Prescient as Warhol might have been, it seems we haven’t reached that future quite yet, at least according to science. A new study, published today in the American Sociological Review, finds that true fame lasts a good deal longer than 15 minutes. In an analysis of the celebrity journalism nationwide, researchers found that the most famous (and most often-mentioned) celebrities stick around for decades.
To come to the finding, a number of sociologists each spent a multi-year sabbatical meticulously combing the “Stars: They’re Just Like Us” feature of UsMagazine. Several reportedly declined to return to the field of academia, apparently taking their talents to the analytical departments of the glossy magazine industry full-time.
Just kidding!

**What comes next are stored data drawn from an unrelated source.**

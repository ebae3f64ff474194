//! Settings domain types and validation.
//!
//! Pure data: loading from the environment goes through [`Settings::from_lookup`]
//! so callers decide where values come from.

use serde::{Deserialize, Serialize};

/// Default base URL of the presentation API.
pub const DEFAULT_API_BASE_URL: &str = "http://127.0.0.1:8000/api";

/// First port tried for the managed backend.
pub const DEFAULT_PORT_RANGE_START: u16 = 8000;

/// Last port tried for the managed backend.
pub const DEFAULT_PORT_RANGE_END: u16 = 9000;

/// Default polling interval for progress fallback.
pub const DEFAULT_POLL_INTERVAL_MS: u64 = 2000;

/// Default per-request timeout for API calls.
pub const DEFAULT_REQUEST_TIMEOUT_SECS: u64 = 30;

/// Consecutive health failures before the backend is restarted.
pub const DEFAULT_HEALTH_FAILURE_THRESHOLD: u32 = 2;

/// Default user id for the progress socket path.
pub const DEFAULT_USER_ID: &str = "local";

/// Environment variable prefix read by [`Settings::from_lookup`].
pub const ENV_PREFIX: &str = "LESSONDECK_";

/// Application settings structure.
///
/// All fields are optional to support partial updates and graceful defaults.
#[derive(Debug, Clone, Default, Serialize, Deserialize, PartialEq, Eq)]
#[serde(default)]
pub struct Settings {
    /// Base URL of the presentation API (e.g. `http://127.0.0.1:8000/api`).
    pub api_base_url: Option<String>,

    /// Base URL of the progress socket. Derived from `api_base_url` when unset.
    pub ws_base_url: Option<String>,

    /// User id used in the progress socket path.
    pub user_id: Option<String>,

    /// Program launched as the managed backend.
    pub backend_program: Option<String>,

    /// Extra arguments for the managed backend.
    pub backend_args: Option<Vec<String>>,

    /// Working directory of the managed backend.
    pub backend_working_dir: Option<String>,

    /// First port of the backend allocation range.
    pub port_range_start: Option<u16>,

    /// Last port (inclusive) of the backend allocation range.
    pub port_range_end: Option<u16>,

    /// Progress polling interval in milliseconds.
    pub poll_interval_ms: Option<u64>,

    /// Per-request timeout in seconds.
    pub request_timeout_secs: Option<u64>,

    /// Consecutive health check failures that trigger a restart.
    pub health_failure_threshold: Option<u32>,
}

impl Settings {
    /// Create settings with sensible defaults.
    #[must_use]
    pub fn with_defaults() -> Self {
        Self {
            api_base_url: Some(DEFAULT_API_BASE_URL.to_string()),
            ws_base_url: None,
            user_id: Some(DEFAULT_USER_ID.to_string()),
            backend_program: None,
            backend_args: None,
            backend_working_dir: None,
            port_range_start: Some(DEFAULT_PORT_RANGE_START),
            port_range_end: Some(DEFAULT_PORT_RANGE_END),
            poll_interval_ms: Some(DEFAULT_POLL_INTERVAL_MS),
            request_timeout_secs: Some(DEFAULT_REQUEST_TIMEOUT_SECS),
            health_failure_threshold: Some(DEFAULT_HEALTH_FAILURE_THRESHOLD),
        }
    }

    /// Get the effective API base URL, without a trailing slash.
    #[must_use]
    pub fn effective_api_base_url(&self) -> String {
        self.api_base_url
            .as_deref()
            .unwrap_or(DEFAULT_API_BASE_URL)
            .trim_end_matches('/')
            .to_string()
    }

    /// Get the effective socket base URL.
    ///
    /// When unset, derived from the API URL: scheme `http` becomes `ws`,
    /// `https` becomes `wss`, and a trailing `/api` segment is dropped.
    #[must_use]
    pub fn effective_ws_base_url(&self) -> String {
        if let Some(url) = &self.ws_base_url {
            return url.trim_end_matches('/').to_string();
        }
        derive_ws_base_url(&self.effective_api_base_url())
    }

    #[must_use]
    pub fn effective_user_id(&self) -> String {
        self.user_id
            .clone()
            .unwrap_or_else(|| DEFAULT_USER_ID.to_string())
    }

    /// Get the effective port range (with default fallback).
    #[must_use]
    pub const fn effective_port_range(&self) -> (u16, u16) {
        let start = match self.port_range_start {
            Some(port) => port,
            None => DEFAULT_PORT_RANGE_START,
        };
        let end = match self.port_range_end {
            Some(port) => port,
            None => DEFAULT_PORT_RANGE_END,
        };
        (start, end)
    }

    #[must_use]
    pub const fn effective_poll_interval_ms(&self) -> u64 {
        match self.poll_interval_ms {
            Some(ms) => ms,
            None => DEFAULT_POLL_INTERVAL_MS,
        }
    }

    #[must_use]
    pub const fn effective_request_timeout_secs(&self) -> u64 {
        match self.request_timeout_secs {
            Some(secs) => secs,
            None => DEFAULT_REQUEST_TIMEOUT_SECS,
        }
    }

    #[must_use]
    pub const fn effective_health_failure_threshold(&self) -> u32 {
        match self.health_failure_threshold {
            Some(n) => n,
            None => DEFAULT_HEALTH_FAILURE_THRESHOLD,
        }
    }

    /// Merge another settings into this one, only updating fields that are Some.
    pub fn merge(&mut self, other: &SettingsUpdate) {
        if let Some(ref url) = other.api_base_url {
            self.api_base_url.clone_from(url);
        }
        if let Some(ref url) = other.ws_base_url {
            self.ws_base_url.clone_from(url);
        }
        if let Some(ref user) = other.user_id {
            self.user_id.clone_from(user);
        }
        if let Some(ref program) = other.backend_program {
            self.backend_program.clone_from(program);
        }
        if let Some(ref args) = other.backend_args {
            self.backend_args.clone_from(args);
        }
        if let Some(ref dir) = other.backend_working_dir {
            self.backend_working_dir.clone_from(dir);
        }
        if let Some(port) = other.port_range_start {
            self.port_range_start = port;
        }
        if let Some(port) = other.port_range_end {
            self.port_range_end = port;
        }
        if let Some(ms) = other.poll_interval_ms {
            self.poll_interval_ms = ms;
        }
        if let Some(secs) = other.request_timeout_secs {
            self.request_timeout_secs = secs;
        }
        if let Some(n) = other.health_failure_threshold {
            self.health_failure_threshold = n;
        }
    }

    /// Build a partial update from `LESSONDECK_*` keys.
    ///
    /// `lookup` receives the full key (e.g. `LESSONDECK_API_URL`). Keys that
    /// are absent leave the field untouched; empty values are treated as
    /// absent.
    pub fn update_from_lookup<F>(lookup: F) -> Result<SettingsUpdate, SettingsError>
    where
        F: Fn(&str) -> Option<String>,
    {
        let get = |suffix: &str| {
            let key = format!("{ENV_PREFIX}{suffix}");
            lookup(&key)
                .map(|v| v.trim().to_string())
                .filter(|v| !v.is_empty())
                .map(|v| (key, v))
        };

        let mut update = SettingsUpdate::default();
        if let Some((_, v)) = get("API_URL") {
            update.api_base_url = Some(Some(v));
        }
        if let Some((_, v)) = get("WS_URL") {
            update.ws_base_url = Some(Some(v));
        }
        if let Some((_, v)) = get("USER_ID") {
            update.user_id = Some(Some(v));
        }
        if let Some((_, v)) = get("BACKEND_PROGRAM") {
            update.backend_program = Some(Some(v));
        }
        if let Some((_, v)) = get("BACKEND_ARGS") {
            update.backend_args = Some(Some(v.split_whitespace().map(str::to_string).collect()));
        }
        if let Some((_, v)) = get("BACKEND_DIR") {
            update.backend_working_dir = Some(Some(v));
        }
        if let Some((key, v)) = get("PORT_RANGE_START") {
            update.port_range_start = Some(Some(parse_value(&key, &v)?));
        }
        if let Some((key, v)) = get("PORT_RANGE_END") {
            update.port_range_end = Some(Some(parse_value(&key, &v)?));
        }
        if let Some((key, v)) = get("POLL_INTERVAL_MS") {
            update.poll_interval_ms = Some(Some(parse_value(&key, &v)?));
        }
        if let Some((key, v)) = get("REQUEST_TIMEOUT_SECS") {
            update.request_timeout_secs = Some(Some(parse_value(&key, &v)?));
        }
        if let Some((key, v)) = get("HEALTH_FAILURE_THRESHOLD") {
            update.health_failure_threshold = Some(Some(parse_value(&key, &v)?));
        }
        Ok(update)
    }

    /// Defaults overlaid with `LESSONDECK_*` values from `lookup`, validated.
    pub fn from_lookup<F>(lookup: F) -> Result<Self, SettingsError>
    where
        F: Fn(&str) -> Option<String>,
    {
        let mut settings = Self::with_defaults();
        settings.merge(&Self::update_from_lookup(lookup)?);
        validate_settings(&settings)?;
        Ok(settings)
    }

    /// [`Settings::from_lookup`] over the process environment.
    pub fn from_env() -> Result<Self, SettingsError> {
        Self::from_lookup(|key| std::env::var(key).ok())
    }
}

fn parse_value<T: std::str::FromStr>(key: &str, value: &str) -> Result<T, SettingsError> {
    value.parse().map_err(|_| SettingsError::InvalidValue {
        key: key.to_string(),
        value: value.to_string(),
    })
}

fn derive_ws_base_url(api_base_url: &str) -> String {
    let (scheme, rest) = match api_base_url.split_once("://") {
        Some(("https", rest)) => ("wss", rest),
        Some((_, rest)) => ("ws", rest),
        None => ("ws", api_base_url),
    };
    let rest = rest.strip_suffix("/api").unwrap_or(rest);
    format!("{scheme}://{rest}")
}

/// Partial settings update.
///
/// Each field is `Option<Option<T>>`:
/// - `None` = don't change this field
/// - `Some(None)` = set field to None/null
/// - `Some(Some(value))` = set field to value
#[derive(Debug, Clone, Default, Serialize, Deserialize)]
pub struct SettingsUpdate {
    pub api_base_url: Option<Option<String>>,
    pub ws_base_url: Option<Option<String>>,
    pub user_id: Option<Option<String>>,
    pub backend_program: Option<Option<String>>,
    pub backend_args: Option<Option<Vec<String>>>,
    pub backend_working_dir: Option<Option<String>>,
    pub port_range_start: Option<Option<u16>>,
    pub port_range_end: Option<Option<u16>>,
    pub poll_interval_ms: Option<Option<u64>>,
    pub request_timeout_secs: Option<Option<u64>>,
    pub health_failure_threshold: Option<Option<u32>>,
}

/// Settings validation error.
#[derive(Debug, Clone, PartialEq, Eq, thiserror::Error)]
pub enum SettingsError {
    #[error("Port should be >= 1024 (privileged ports require root), got {0}")]
    InvalidPort(u16),

    #[error("Port range start {start} is greater than end {end}")]
    InvalidPortRange { start: u16, end: u16 },

    #[error("{field} must be greater than zero")]
    ZeroInterval { field: &'static str },

    #[error("Health failure threshold must be at least 1")]
    InvalidThreshold,

    #[error("{field} must start with one of {expected}, got '{url}'")]
    InvalidUrl {
        field: &'static str,
        expected: &'static str,
        url: String,
    },

    #[error("User id cannot be empty")]
    EmptyUserId,

    #[error("Invalid value for {key}: '{value}'")]
    InvalidValue { key: String, value: String },
}

/// Validate settings values.
pub fn validate_settings(settings: &Settings) -> Result<(), SettingsError> {
    // Validate port range
    for port in [settings.port_range_start, settings.port_range_end]
        .into_iter()
        .flatten()
    {
        if port < 1024 {
            return Err(SettingsError::InvalidPort(port));
        }
    }
    let (start, end) = settings.effective_port_range();
    if start > end {
        return Err(SettingsError::InvalidPortRange { start, end });
    }

    // Validate intervals
    if settings.poll_interval_ms == Some(0) {
        return Err(SettingsError::ZeroInterval {
            field: "poll_interval_ms",
        });
    }
    if settings.request_timeout_secs == Some(0) {
        return Err(SettingsError::ZeroInterval {
            field: "request_timeout_secs",
        });
    }
    if settings.health_failure_threshold == Some(0) {
        return Err(SettingsError::InvalidThreshold);
    }

    // Validate URLs
    if let Some(url) = &settings.api_base_url
        && !(url.starts_with("http://") || url.starts_with("https://"))
    {
        return Err(SettingsError::InvalidUrl {
            field: "api_base_url",
            expected: "http:// or https://",
            url: url.clone(),
        });
    }
    if let Some(url) = &settings.ws_base_url
        && !(url.starts_with("ws://") || url.starts_with("wss://"))
    {
        return Err(SettingsError::InvalidUrl {
            field: "ws_base_url",
            expected: "ws:// or wss://",
            url: url.clone(),
        });
    }

    if settings
        .user_id
        .as_ref()
        .is_some_and(|u| u.trim().is_empty())
    {
        return Err(SettingsError::EmptyUserId);
    }

    Ok(())
}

In all seriousness, the sociologists, led by Eran Shor of McGill University and Arnout van de Rijt of Stony Brook University, used an automated search took a random sample of roughly 100,000 names that appeared in the entertainment sections of 2,200 daily American newspapers published between 2004 and 2009. Their sample didn’t include every single name published, but rather a random selection of names published at all different frequencies—so it wouldn’t be useful for telling you who was the most often-mentioned celebrity overall, but would be illustrative of the sorts of trends that famous (and not-so-famous) names go through over time.
The ten most frequently-mentioned names in their sample: Jamie Foxx, Bill Murray, Natalie Portman, Tommy Lee Jones, Naomi Watts, Howard Hughes, Phil Spector, John Malkovich, Adrien Brody and Steve Buscemi. All celebrities, they note, were relatively famous before the year 2000, in some cases decades earlier (Howard Hughes rose to fame in the 1920s). All ten names, additionally, are still fairly well-known today.

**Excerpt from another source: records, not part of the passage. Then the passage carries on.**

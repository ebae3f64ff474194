//! Export command handler.

use std::path::{Path, PathBuf};
use std::sync::Arc;

use lessondeck_client::ChannelListener;
use lessondeck_core::{ExportFormat, ExportPayload, ExportRequest};
use tracing::{debug, info};

use super::follow::follow;
use crate::bootstrap::AppContext;
use crate::error::CliError;
use crate::presentation::format_export_saved;

/// Arguments of `lessondeck export`.
#[derive(Debug, Clone)]
pub struct ExportArgs {
    pub presentation_id: String,
    pub format: ExportFormat,
    pub fallbacks: Vec<ExportFormat>,
    pub track: bool,
    pub output: Option<PathBuf>,
}

pub async fn execute(ctx: &AppContext, args: ExportArgs) -> Result<(), CliError> {
    if args.track {
        tracked(ctx, &args.presentation_id, args.format, args.output).await
    } else {
        download(
            ctx,
            &args.presentation_id,
            args.format,
            &args.fallbacks,
            args.output,
        )
        .await
    }
}

/// Direct export, trying `fallbacks` in order when `format` fails.
pub async fn download(
    ctx: &AppContext,
    presentation_id: &str,
    format: ExportFormat,
    fallbacks: &[ExportFormat],
    output: Option<PathBuf>,
) -> Result<(), CliError> {
    let payload = ctx
        .api()
        .export_presentation(presentation_id, format, fallbacks)
        .await?;
    save(presentation_id, &payload, format, output)
}

/// Progress-tracked export job.
async fn tracked(
    ctx: &AppContext,
    presentation_id: &str,
    format: ExportFormat,
    output: Option<PathBuf>,
) -> Result<(), CliError> {
    let exports = ctx.exports();
    let (listener, mut events) = ChannelListener::new();
    let response = exports
        .start_export(presentation_id, &ExportRequest::new(format), Arc::new(listener))
        .await?;
    let export_id = response.export_id;
    println!("Export {export_id} started ({format})");

    let followed = follow(&export_id, &mut events).await;
    exports.unsubscribe(&export_id);
    followed?;

    let payload = exports.download_export(&export_id).await?;
    save(presentation_id, &payload, format, output)
}

fn save(
    presentation_id: &str,
    payload: &ExportPayload,
    requested: ExportFormat,
    output: Option<PathBuf>,
) -> Result<(), CliError> {
    let path = output.unwrap_or_else(|| default_output_path(presentation_id, payload.format));
    write_payload(&path, payload)?;
    info!(
        presentation_id,
        path = %path.display(),
        format = %payload.format,
        bytes = payload.bytes.len(),
        "export saved"
    );
    println!("{}", format_export_saved(&path, payload, requested));
    Ok(())
}

fn write_payload(path: &Path, payload: &ExportPayload) -> Result<(), CliError> {
    if let Some(parent) = path.parent()
        && !parent.as_os_str().is_empty()
    {
        std::fs::create_dir_all(parent)?;
    }
    debug!(path = %path.display(), "writing export");
    std::fs::write(path, &payload.bytes)?;
    Ok(())
}

/// `<presentation>.<ext>` in the current directory.
///
/// Path separators in the id are replaced so the file always lands in
/// the current directory.
pub fn default_output_path(presentation_id: &str, format: ExportFormat) -> PathBuf {
    let stem: String = presentation_id
        .chars()
        .map(|c| if matches!(c, '/' | '\\') { '_' } else { c })
        .collect();
    PathBuf::from(format!("{stem}.{}", format.extension()))
}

Overall, 96 percent of the most famous names in the sample (those mentioned more than 100 times over the course of a given year) had already been frequently featured in the news three years earlier, further dispelling the 15 minutes cliché. Furthermore, if a name was mentioned extremely often in its first year of appearing, it stood a greater chance of sticking around for an extended period of time.
There is, however, some truth to 15-minutes idea: Names of lesser fame (those less frequently mentioned to start) exhibit significantly higher amounts of turnover from year to year. The researchers say these names mostly fall into the category of people involved in newsworthy events—such as natural disasters and crimes—rather than people who readers find newsworthy in their own right. As an example, Van de Rijt mentions Chelsey Sullenberger, the US Airways pilot who briefly achieved celebrity after successfully executing an emergency landing on the Hudson River in 2011, but is now scarcely frequently mentioned in the press.

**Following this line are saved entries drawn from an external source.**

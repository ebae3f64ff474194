//! Core domain types and port definitions for lessondeck.
//!
//! This crate has no I/O of its own. It defines:
//!
//! - [`progress`] - job progress snapshots and the update union delivered to listeners
//! - [`presentation`] - request/response types for the presentation API
//! - [`error`] - the structured API error taxonomy
//! - [`events`] - backend process lifecycle events
//! - [`ports`] - trait seams implemented by the runtime and client crates
//! - [`settings`] - application settings and validation

#![deny(unused_crate_dependencies)]

pub mod error;
pub mod events;
pub mod ports;
pub mod presentation;
pub mod progress;
pub mod settings;

// Re-export commonly used types for convenience
pub use error::{ApiError, ErrorCode, RecoveryAction};
pub use events::{BackendEvent, BackendPhase, BackendStateInfo, BackendStatus};
pub use ports::{JobFailure, NoopListener, ProgressListener, StatusSource};
pub use presentation::{
    ExportFormat, ExportJobResponse, ExportPayload, ExportRequest, ExportStatusResponse,
    GenerateRequest, GenerateResponse, JobStatusResponse, Presentation, Priority, StepStatusDto,
};
pub use progress::{
    JobProgress, JobStatus, ProgressUpdate, StepProgress, StepStatus, UpdateKind,
};
pub use settings::{
    DEFAULT_API_BASE_URL, DEFAULT_PORT_RANGE_END, DEFAULT_PORT_RANGE_START, Settings,
    SettingsError, SettingsUpdate, validate_settings,
};

#[cfg(test)]
use tokio as _;
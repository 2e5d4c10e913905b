//! # streamweave-tick
//!
//! Definition-time model of a stream/batch processing pipeline.
//!
//! Nodes are built into a [Pipeline], which owns them, hands out their
//! [NodeId]s and keeps parent/child links acyclic. Any node, and the subgraph
//! below it, renders two ways:
//!
//! - script form via [Pipeline::tick] (TICKscript, e.g. `|union(...).rename('x')`);
//! - structured form via [Pipeline::marshal] (a JSON tree for execution planning).
//!
//! Node kinds implement the [Node] trait around an embedded
//! [ChainNode](types::ChainNode); see the [nodes] module.

pub mod definition;
#[cfg(test)]
mod definition_test;
pub mod duration;
pub mod error;
pub mod node;
pub mod nodes;
pub mod pipeline;
pub mod render;
pub mod script;
#[cfg(test)]
mod script_test;
pub mod types;

pub use definition::{BuiltPipeline, NodeDefinition, NodeKind, PipelineDefinition};
pub use error::{PipelineError, Result};
pub use node::{Node, Walk};
pub use nodes::{FromNode, SourceNode, UnionNode, WhereNode, WindowNode};
pub use pipeline::Pipeline;
pub use render::{OutputFormat, RenderOptions, render_definition};
pub use types::{ChainNode, EdgeType, IdAllocator, NodeId};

The list of the most famous names, though, stays relatively similar every year. “The vast majority of coverage goes to names that have already been in the news for several years, and new names rarely penetrate the higher strata of fame,” the researchers write in the study. The bottom of the fame hierarchy is filled with new names annually, but at the top, they write, is “a reshuffling of already familiar names and not rapid replacement of an outgoing cohort by an incoming cohort.”
Apart from the newspaper data, the team also looked at a much smaller sample of celebrity mentions on blogs and TV, and found a similar trend. New media, it seems, follow roughly the same pattern as old outlets—which is why you don’t see much about figures like the “balloon boy” across the web nowadays either.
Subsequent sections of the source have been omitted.